Global CDMO Catalent has introduced its UpTempo Virtuoso platform process for the development and manufacturing of adeno-associated viral (AAV) vectors. The platform is designed to standardise and streamline several of the steps in AAV manufacturing to reduce the timeline from gene to clinic.
The suspension-based platform includes standard protocols for cell culture, transfection, and downstream purification, as well as a standardised bill of materials to simplify the critical supply chain and material qualification. The platform is designed to provide a CGMP-ready, high-titer process capable of yielding drug product for evaluation in nine months. Customers using this process will also have access to the CDMO’s integrated supply chain of plasmid DNA (pDNA), offering further potential to reduce development timelines.

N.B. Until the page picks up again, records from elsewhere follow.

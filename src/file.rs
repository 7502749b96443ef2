//! The file façade: owns the ELF image(s) and the loaded model, and offers
//! every query of the engine.
//!
//! Loading is a three-phase protocol:
//!
//! 1. [`DwarfFile::start_loading`] opens the image and locates the debug
//!    info, following a `.gnu_debuglink` to a companion file if necessary.
//! 2. [`DwarfFile::load`] reads the sections: the frame index, the unit
//!    headers and the structural DIE pass (which builds each unit's
//!    offset-ordered entry arena without interpreting attributes).
//! 3. [`DwarfFile::finish_loading`] runs the attribute pass over every
//!    entry, wires up references, then parses line programs and the public
//!    types info. Its result is sticky.
//!
//! The attribute pass is separate because reference attributes may point
//! forward within a unit or into other units; only after the structural
//! pass are all referents known.

mod queries;

#[cfg(test)]
mod tests;

use std::collections::HashMap;
use std::path::{Path, PathBuf};
use std::sync::Arc;

use tracing::{debug, instrument, trace, warn};

use crate::abbrev::{AbbreviationEntry, AbbreviationTable};
use crate::attributes::{
    attribute_class, attribute_setter, AttributeClass, AttributeValue, SetOutcome,
};
use crate::cfi::FdeLookupInfo;
use crate::consts::*;
use crate::elf::{ElfFile, ElfSection};
use crate::entries::{DebugInfoEntry, DieRef, ReferenceKind, UnitId};
use crate::error::{bad_data, unsupported, Error, Result};
use crate::line::LineNumberProgram;
use crate::ranges::{TargetAddressRange, TargetAddressRangeList};
use crate::reader::DataReader;
use crate::unit::{CompilationUnit, TypeUnit, UnitBase};

// DWARF 5 unit kinds
const DW_UT_compile: u8 = 0x01;
const DW_UT_partial: u8 = 0x03;

/// Roots under which split debug files live, mirroring the image's own
/// directory layout.
const DEBUG_FILE_ROOTS: &[&str] = &["/usr/lib/debug"];

/// The sections the engine reads, resolved against the right image (debug
/// sections may come from the companion file; `.eh_frame` never does, as
/// it is not copied into split debug files properly).
struct Sections<'elf> {
    info: Option<ElfSection<'elf>>,
    abbrev: Option<ElfSection<'elf>>,
    strings: Option<ElfSection<'elf>>,
    line: Option<ElfSection<'elf>>,
    line_strings: Option<ElfSection<'elf>>,
    ranges: Option<ElfSection<'elf>>,
    debug_frame: Option<ElfSection<'elf>>,
    eh_frame: Option<ElfSection<'elf>>,
    locations: Option<ElfSection<'elf>>,
    public_types: Option<ElfSection<'elf>>,
    types: Option<ElfSection<'elf>>,
}

impl<'elf> Sections<'elf> {
    fn resolve(main: &'elf ElfFile, alternate: Option<&'elf ElfFile>) -> Sections<'elf> {
        let debug_file = alternate.unwrap_or(main);
        Sections {
            info: debug_file.section(".debug_info"),
            abbrev: debug_file.section(".debug_abbrev"),
            strings: debug_file.section(".debug_str"),
            line: debug_file.section(".debug_line"),
            line_strings: debug_file.section(".debug_line_str"),
            ranges: debug_file.section(".debug_ranges"),
            debug_frame: debug_file.section(".debug_frame"),
            eh_frame: main.section(".eh_frame"),
            locations: debug_file.section(".debug_loc"),
            public_types: debug_file.section(".debug_pubtypes"),
            types: debug_file.section(".debug_types"),
        }
    }
}

/// An attribute value with owned storage, collected during the read half
/// of the attribute pass and applied to the entry afterwards.
#[derive(Debug, Clone)]
enum OwnedAttributeValue {
    Address(u64),
    Block(Vec<u8>),
    Constant { value: u64, signed: bool },
    Flag(bool),
    LinePointer(u64),
    LocationListPointer(u64),
    MacroPointer(u64),
    RangeListPointer(u64),
    Reference(DieRef),
    String(String),
}

impl OwnedAttributeValue {
    fn as_value(&self) -> AttributeValue<'_> {
        match self {
            OwnedAttributeValue::Address(address) => AttributeValue::Address(*address),
            OwnedAttributeValue::Block(block) => AttributeValue::Block(block),
            OwnedAttributeValue::Constant { value, signed } => AttributeValue::Constant {
                value: *value,
                signed: *signed,
            },
            OwnedAttributeValue::Flag(flag) => AttributeValue::Flag(*flag),
            OwnedAttributeValue::LinePointer(offset) => AttributeValue::LinePointer(*offset),
            OwnedAttributeValue::LocationListPointer(offset) => {
                AttributeValue::LocationListPointer(*offset)
            }
            OwnedAttributeValue::MacroPointer(offset) => AttributeValue::MacroPointer(*offset),
            OwnedAttributeValue::RangeListPointer(offset) => {
                AttributeValue::RangeListPointer(*offset)
            }
            OwnedAttributeValue::Reference(reference) => AttributeValue::Reference(*reference),
            OwnedAttributeValue::String(string) => AttributeValue::String(string),
        }
    }
}

/// A DWARF debugging-information file.
pub struct DwarfFile {
    name: PathBuf,
    alternate_name: Option<PathBuf>,
    elf_file: Option<ElfFile>,
    alternate_elf_file: Option<ElfFile>,
    debug_info_located: bool,
    default_address_size: u8,
    compilation_units: Vec<CompilationUnit>,
    type_units: Vec<TypeUnit>,
    type_unit_signatures: HashMap<u64, usize>,
    abbreviation_tables: Vec<Arc<AbbreviationTable>>,
    debug_frame_infos: Vec<FdeLookupInfo>,
    eh_frame_infos: Vec<FdeLookupInfo>,
    itanium_eh_frame_format: bool,
    types_section_required: bool,
    finished: bool,
    finish_error: Option<Error>,
}

impl std::fmt::Debug for DwarfFile {
    fn fmt(&self, formatter: &mut std::fmt::Formatter<'_>) -> std::fmt::Result {
        formatter
            .debug_struct("DwarfFile")
            .field("name", &self.name)
            .field("compilation_units", &self.compilation_units.len())
            .field("type_units", &self.type_units.len())
            .field("finished", &self.finished)
            .finish()
    }
}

“As one of the first CDMOs to successfully develop a suspension-based transient transfection process, and our deep and specialised viral expertise and broad experience across more than 70 viral vector programs, we have built this new process with the goal of providing our customers with a reliable, reproducible, and scalable path to clinic,” said Manja Boerman, PhD, President, Cell & Gene Therapy at Catalent.
“As the gene therapy pipeline expands to a broader disease portfolio, and in anticipation of rising regulatory requirements, our optimised and standardised CGMP manufacturing process is designed to meet robust CMC submissions for AAV gene therapy products, while providing customers with the advantage of shortened timelines.”
The company’s network of pDNA and viral vector clinical and commercial facilities offer horizontally integrated solutions to support advanced therapy programmes.